Print nothing except the lines of the listing below from the line with "budget -= remaining;" to the line with "self.elapsed += until_next;", each exactly as written, both ends included.

*** Extracted data Section Begins ***

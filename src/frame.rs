use crate::core::{PointerFollower, Subscription};
use crate::dom;
use instant::Instant;
use std::cell::{Cell, RefCell};
use std::rc::Rc;
use wasm_bindgen::closure::Closure;
use wasm_bindgen::JsCast;
use web_sys as web;

type TickSlot = Rc<RefCell<Option<Closure<dyn FnMut()>>>>;

pub struct FrameContext {
    pub follower: Rc<RefCell<PointerFollower>>,
    pub flame: web::HtmlElement,
    pub last_instant: Instant,
    pub last_drawn: Option<glam::Vec2>,
}

impl FrameContext {
    pub fn new(follower: Rc<RefCell<PointerFollower>>, flame: web::HtmlElement) -> Self {
        Self {
            follower,
            flame,
            last_instant: Instant::now(),
            last_drawn: None,
        }
    }

    pub fn frame(&mut self) {
        let now = Instant::now();
        let dt_sec = (now - self.last_instant).as_secs_f32();
        self.last_instant = now;

        let pos = self.follower.borrow_mut().tick(dt_sec);
        if self.last_drawn == Some(pos) {
            return;
        }
        dom::set_style(&self.flame, "left", &format!("{}px", pos.x));
        dom::set_style(&self.flame, "top", &format!("{}px", pos.y));
        self.last_drawn = Some(pos);
    }
}

fn request_frame(tick: &TickSlot) -> Option<i32> {
    let window = web::window()?;
    let slot = tick.borrow();
    let cb = slot.as_ref()?;
    window.request_animation_frame(cb.as_ref().unchecked_ref()).ok()
}

/// Drive `frame_ctx` from `requestAnimationFrame` until the guard is released.
pub fn start_loop(frame_ctx: Rc<RefCell<FrameContext>>) -> Subscription {
    let tick: TickSlot = Rc::new(RefCell::new(None));
    let raf_id = Rc::new(Cell::new(None::<i32>));

    let tick_clone = tick.clone();
    let raf_clone = raf_id.clone();
    *tick.borrow_mut() = Some(Closure::wrap(Box::new(move || {
        frame_ctx.borrow_mut().frame();
        raf_clone.set(request_frame(&tick_clone));
    }) as Box<dyn FnMut()>));
    raf_id.set(request_frame(&tick));

    Subscription::new(move || {
        if let (Some(w), Some(id)) = (web::window(), raf_id.take()) {
            _ = w.cancel_animation_frame(id);
        }
        // breaks the closure <-> slot cycle
        tick.borrow_mut().take();
    })
}
//! Typed-text reveal.
//!
//! A small state machine that discloses a string one character per interval
//! after a start delay. It owns no timer: the host advances it with elapsed
//! time, so the same code runs under `setInterval` in the browser and under a
//! simulated clock in tests.

use crate::constants::{TYPED_DELAY_MS, TYPED_INTERVAL_MS, TYPED_MIN_INTERVAL_MS};
use smallvec::SmallVec;
use std::time::Duration;

#[derive(Clone, Copy, Debug, PartialEq, Eq)]
pub struct TypedTextConfig {
    pub interval: Duration,
    pub delay: Duration,
}

impl Default for TypedTextConfig {
    fn default() -> Self {
        Self {
            interval: Duration::from_millis(TYPED_INTERVAL_MS),
            delay: Duration::from_millis(TYPED_DELAY_MS),
        }
    }
}

impl TypedTextConfig {
    pub fn new(interval: Duration, delay: Duration) -> Self {
        Self { interval, delay }
    }

    #[inline]
    fn effective_interval(&self) -> Duration {
        self.interval.max(Duration::from_millis(TYPED_MIN_INTERVAL_MS))
    }
}

#[derive(Clone, Copy, Debug, PartialEq, Eq)]
pub enum Phase {
    Pending { remaining: Duration },
    Revealing { until_next: Duration },
    Done,
}

/// One newly revealed prefix, timestamped from mount.
#[derive(Clone, Copy, Debug, PartialEq, Eq)]
pub struct Emission {
    pub at: Duration,
    pub revealed_len: usize,
}

pub type Emissions = SmallVec<[Emission; 4]>;

/// Immutable view handed to renderers.
#[derive(Clone, Debug, PartialEq, Eq)]
pub struct TypedTextSnapshot {
    pub text: String,
    pub revealed_len: usize,
    pub done: bool,
}

#[derive(Clone, Debug)]
pub struct TypedText {
    full: String,
    // byte offset of every char boundary after the first, ending at full.len()
    boundaries: Vec<usize>,
    config: TypedTextConfig,
    revealed_len: usize,
    elapsed: Duration,
    phase: Phase,
}

impl TypedText {
    pub fn new(text: impl Into<String>, config: TypedTextConfig) -> Self {
        let mut t = Self {
            full: String::new(),
            boundaries: Vec::new(),
            config,
            revealed_len: 0,
            elapsed: Duration::ZERO,
            phase: Phase::Done,
        };
        t.load(text.into());
        t
    }

    fn load(&mut self, text: String) {
        self.boundaries = text
            .char_indices()
            .skip(1)
            .map(|(i, _)| i)
            .chain(std::iter::once(text.len()))
            .filter(|_| !text.is_empty())
            .collect();
        self.full = text;
        self.restart();
    }

    /// Start the run over with the current text and config.
    pub fn restart(&mut self) {
        self.revealed_len = 0;
        self.elapsed = Duration::ZERO;
        self.phase = if self.boundaries.is_empty() {
            Phase::Done
        } else {
            Phase::Pending {
                remaining: self.config.delay,
            }
        };
    }

    /// Replace the target. A different string restarts from empty.
    pub fn set_text(&mut self, text: &str) -> bool {
        if text == self.full {
            return false;
        }
        log::debug!("[typed] retarget to {:?}", text);
        self.load(text.to_owned());
        true
    }

    pub fn set_config(&mut self, config: TypedTextConfig) -> bool {
        if config == self.config {
            return false;
        }
        self.config = config;
        self.restart();
        true
    }

    /// Consume `dt` of elapsed time, returning every prefix revealed within it.
    pub fn advance(&mut self, dt: Duration) -> Emissions {
        let mut out = Emissions::new();
        let mut budget = dt;
        let interval = self.config.effective_interval();
        loop {
            match self.phase {
                Phase::Pending { remaining } => {
                    if budget < remaining {
                        self.phase = Phase::Pending {
                            remaining: remaining - budget,
                        };
                        self.elapsed += budget;
                        break;
                    }
                    budget -= remaining;
                    self.elapsed += remaining;
                    self.phase = Phase::Revealing {
                        until_next: interval,
                    };
                }
                Phase::Revealing { until_next } => {
                    if budget < until_next {
                        self.phase = Phase::Revealing {
                            until_next: until_next - budget,
                        };
                        self.elapsed += budget;
                        break;
                    }
                    budget -= until_next;
                    self.elapsed += until_next;
                    self.revealed_len += 1;
                    out.push(Emission {
                        at: self.elapsed,
                        revealed_len: self.revealed_len,
                    });
                    self.phase = if self.revealed_len >= self.boundaries.len() {
                        Phase::Done
                    } else {
                        Phase::Revealing {
                            until_next: interval,
                        }
                    };
                }
                Phase::Done => {
                    self.elapsed += budget;
                    break;
                }
            }
        }
        out
    }

    /// Time until the next character is due; `None` once nothing is scheduled.
    pub fn next_due(&self) -> Option<Duration> {
        match self.phase {
            Phase::Pending { remaining } => Some(remaining + self.config.effective_interval()),
            Phase::Revealing { until_next } => Some(until_next),
            Phase::Done => None,
        }
    }

    pub fn revealed(&self) -> &str {
        self.prefix(self.revealed_len)
    }

    /// The first `len` characters of the target.
    pub fn prefix(&self, len: usize) -> &str {
        match len.min(self.boundaries.len()) {
            0 => "",
            n => &self.full[..self.boundaries[n - 1]],
        }
    }

    #[inline]
    pub fn revealed_len(&self) -> usize {
        self.revealed_len
    }

    #[inline]
    pub fn char_len(&self) -> usize {
        self.boundaries.len()
    }

    #[inline]
    pub fn full_text(&self) -> &str {
        &self.full
    }

    #[inline]
    pub fn is_done(&self) -> bool {
        self.phase == Phase::Done
    }

    #[inline]
    pub fn phase(&self) -> Phase {
        self.phase
    }

    #[inline]
    pub fn elapsed(&self) -> Duration {
        self.elapsed
    }

    #[inline]
    pub fn config(&self) -> TypedTextConfig {
        self.config
    }

    pub fn snapshot(&self) -> TypedTextSnapshot {
        TypedTextSnapshot {
            text: self.revealed().to_owned(),
            revealed_len: self.revealed_len,
            done: self.is_done(),
        }
    }
}
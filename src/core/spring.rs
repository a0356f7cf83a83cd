//! Spring-smoothed pointer following for the cursor flame.

use crate::constants::*;
use crate::core::events::{PointerSource, Subscription};
use glam::Vec2;
use std::cell::Cell;
use std::rc::Rc;

#[derive(Clone, Copy, Debug, PartialEq)]
pub struct SpringConfig {
    pub stiffness: f32,
    pub damping: f32,
    pub mass: f32,
    pub rest_delta: f32,
    pub rest_speed: f32,
}

impl Default for SpringConfig {
    fn default() -> Self {
        Self {
            stiffness: FLAME_STIFFNESS,
            damping: FLAME_DAMPING,
            mass: FLAME_MASS,
            rest_delta: FLAME_REST_DELTA,
            rest_speed: FLAME_REST_SPEED,
        }
    }
}

impl SpringConfig {
    /// 1.0 is critical; above that the spring approaches without overshoot.
    pub fn damping_ratio(&self) -> f32 {
        self.damping / (2.0 * (self.stiffness * self.mass).sqrt())
    }
}

/// Two-dimensional mass-spring-damper chasing a target.
#[derive(Clone, Copy, Debug)]
pub struct Spring2 {
    pub config: SpringConfig,
    pub position: Vec2,
    pub velocity: Vec2,
    pub target: Vec2,
}

impl Spring2 {
    pub fn new(config: SpringConfig, start: Vec2) -> Self {
        Self {
            config,
            position: start,
            velocity: Vec2::ZERO,
            target: start,
        }
    }

    pub fn is_at_rest(&self) -> bool {
        self.position == self.target && self.velocity == Vec2::ZERO
    }

    /// Advance by `dt_sec` using semi-implicit Euler in bounded sub-steps.
    pub fn step(&mut self, dt_sec: f32) -> Vec2 {
        if self.is_at_rest() || dt_sec <= 0.0 {
            return self.position;
        }
        let dt_sec = dt_sec.min(SPRING_MAX_FRAME_SEC);
        let steps = (dt_sec / SPRING_MAX_SUBSTEP_SEC).ceil().max(1.0) as u32;
        let h = dt_sec / steps as f32;
        let SpringConfig {
            stiffness,
            damping,
            mass,
            rest_delta,
            rest_speed,
        } = self.config;
        for _ in 0..steps {
            let accel = (-stiffness * (self.position - self.target) - damping * self.velocity) / mass;
            self.velocity += accel * h;
            self.position += self.velocity * h;
            if (self.target - self.position).length() < rest_delta
                && self.velocity.length() < rest_speed
            {
                self.position = self.target;
                self.velocity = Vec2::ZERO;
                break;
            }
        }
        self.position
    }
}

/// Tracks raw pointer moves from a [`PointerSource`] and smooths them.
pub struct PointerFollower {
    raw: Rc<Cell<Vec2>>,
    spring: Spring2,
    subscription: Option<Subscription>,
}

impl Default for PointerFollower {
    fn default() -> Self {
        Self::new(SpringConfig::default())
    }
}

impl PointerFollower {
    pub fn new(config: SpringConfig) -> Self {
        let start = Vec2::from(FLAME_START);
        Self {
            raw: Rc::new(Cell::new(start)),
            spring: Spring2::new(config, start),
            subscription: None,
        }
    }

    /// Acquire a pointer subscription. Does nothing if already listening.
    pub fn start(&mut self, source: &dyn PointerSource) {
        if self.is_listening() {
            return;
        }
        let raw = self.raw.clone();
        self.subscription = Some(source.subscribe(Box::new(move |pos| raw.set(pos))));
    }

    /// Release the subscription. Safe to call any number of times.
    pub fn stop(&mut self) {
        if let Some(mut sub) = self.subscription.take() {
            sub.cancel();
        }
    }

    #[inline]
    pub fn is_listening(&self) -> bool {
        self.subscription.as_ref().is_some_and(Subscription::is_active)
    }

    /// Advance smoothing toward the latest raw position.
    pub fn tick(&mut self, dt_sec: f32) -> Vec2 {
        self.spring.target = self.raw.get();
        self.spring.step(dt_sec)
    }

    #[inline]
    pub fn raw(&self) -> Vec2 {
        self.raw.get()
    }

    #[inline]
    pub fn smoothed(&self) -> Vec2 {
        self.spring.position
    }

    pub fn is_settled(&self) -> bool {
        self.spring.target == self.raw.get() && self.spring.is_at_rest()
    }
}
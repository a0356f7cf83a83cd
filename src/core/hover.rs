/// Which item of an ordered collection has pointer focus.
///
/// At most one index is active. Entering an item always wins, even without a
/// leave on the previous one; leaving only clears when it is the active item.
#[derive(Clone, Copy, Debug, Default, PartialEq, Eq)]
pub struct HoverReveal {
    len: usize,
    active: Option<usize>,
}

impl HoverReveal {
    pub fn new(len: usize) -> Self {
        Self { len, active: None }
    }

    /// Returns whether the active index changed.
    pub fn enter(&mut self, index: usize) -> bool {
        if index >= self.len || self.active == Some(index) {
            return false;
        }
        self.active = Some(index);
        true
    }

    /// Returns whether the active index changed.
    pub fn leave(&mut self, index: usize) -> bool {
        if self.active != Some(index) {
            return false;
        }
        self.active = None;
        true
    }

    pub fn clear(&mut self) {
        self.active = None;
    }

    #[inline]
    pub fn active(&self) -> Option<usize> {
        self.active
    }

    #[inline]
    pub fn is_revealed(&self, index: usize) -> bool {
        self.active == Some(index)
    }

    #[inline]
    pub fn len(&self) -> usize {
        self.len
    }

    #[inline]
    pub fn is_empty(&self) -> bool {
        self.len == 0
    }
}
use crate::core::{HoverReveal, PointerHandler, PointerSource, Subscription, TiltTracker};
use crate::dom::{self, DomError};
use crate::tooltip;
use glam::Vec2;
use std::cell::RefCell;
use std::rc::Rc;
use web_sys as web;

#[inline]
fn client_pos(ev: &web::MouseEvent) -> Vec2 {
    Vec2::new(ev.client_x() as f32, ev.client_y() as f32)
}

/// Top-level `pointermove` on the window; one listener per subscription.
pub struct WindowPointerSource {
    window: web::Window,
}

impl WindowPointerSource {
    pub fn new() -> Result<Self, DomError> {
        Ok(Self {
            window: web::window().ok_or(DomError::NoWindow)?,
        })
    }
}

impl PointerSource for WindowPointerSource {
    fn subscribe(&self, mut handler: PointerHandler) -> Subscription {
        match dom::listen(&self.window, "pointermove", move |ev: web::PointerEvent| {
            handler(client_pos(&ev))
        }) {
            Ok(sub) => sub,
            Err(e) => {
                log::error!("[pointer] subscribe failed: {}", e);
                Subscription::empty()
            }
        }
    }
}

/// Tilt a card toward the pointer while hovered.
pub fn wire_tilt(card: &web::HtmlElement) -> Result<[Subscription; 2], DomError> {
    let tracker = Rc::new(RefCell::new(TiltTracker::new()));

    let card_move = card.clone();
    let tracker_move = tracker.clone();
    let on_move = dom::listen(card, "mousemove", move |ev: web::MouseEvent| {
        let rect = dom::element_rect(&card_move);
        let tilt = tracker_move.borrow_mut().on_move(client_pos(&ev), rect);
        dom::set_style(&card_move, "transform", &tilt.css_transform());
    })?;

    let card_leave = card.clone();
    let on_leave = dom::listen(card, "mouseleave", move |_ev: web::MouseEvent| {
        let tilt = tracker.borrow_mut().on_leave();
        dom::set_style(&card_leave, "transform", &tilt.css_transform());
    })?;

    Ok([on_move, on_leave])
}

/// Show the tooltip of whichever pipeline step is hovered.
pub fn wire_hover_reveal(
    items: &[web::HtmlElement],
    panels: Rc<Vec<web::HtmlElement>>,
) -> Result<Vec<Subscription>, DomError> {
    let hover = Rc::new(RefCell::new(HoverReveal::new(items.len())));
    let mut guards = Vec::with_capacity(items.len() * 2);
    for (i, item) in items.iter().enumerate() {
        let hover_enter = hover.clone();
        let panels_enter = panels.clone();
        guards.push(dom::listen(item, "mouseenter", move |_ev: web::MouseEvent| {
            if hover_enter.borrow_mut().enter(i) {
                tooltip::sync(&panels_enter, &hover_enter.borrow());
            }
        })?);

        let hover_leave = hover.clone();
        let panels_leave = panels.clone();
        guards.push(dom::listen(item, "mouseleave", move |_ev: web::MouseEvent| {
            if hover_leave.borrow_mut().leave(i) {
                tooltip::sync(&panels_leave, &hover_leave.borrow());
            }
        })?);
    }
    Ok(guards)
}

/// Radial glow in the hero that follows the pointer without smoothing.
pub fn wire_hero_glow(
    section: &web::HtmlElement,
    glow: &web::HtmlElement,
) -> Result<Subscription, DomError> {
    let section_move = section.clone();
    let glow = glow.clone();
    dom::listen(section, "mousemove", move |ev: web::MouseEvent| {
        let local = dom::element_rect(&section_move).local(client_pos(&ev));
        dom::set_style(
            &glow,
            "background-image",
            &crate::content::hero_glow_gradient(local),
        );
    })
}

*** Extracted data Section Ends ***

Result:
                    budget -= remaining;
                    self.elapsed += remaining;
                    self.phase = Phase::Revealing {
                        until_next: interval,
                    };
                }
                Phase::Revealing { until_next } => {
                    if budget < until_next {
                        self.phase = Phase::Revealing {
                            until_next: until_next - budget,
                        };
                        self.elapsed += budget;
                        break;
                    }
                    budget -= until_next;
                    self.elapsed += until_next;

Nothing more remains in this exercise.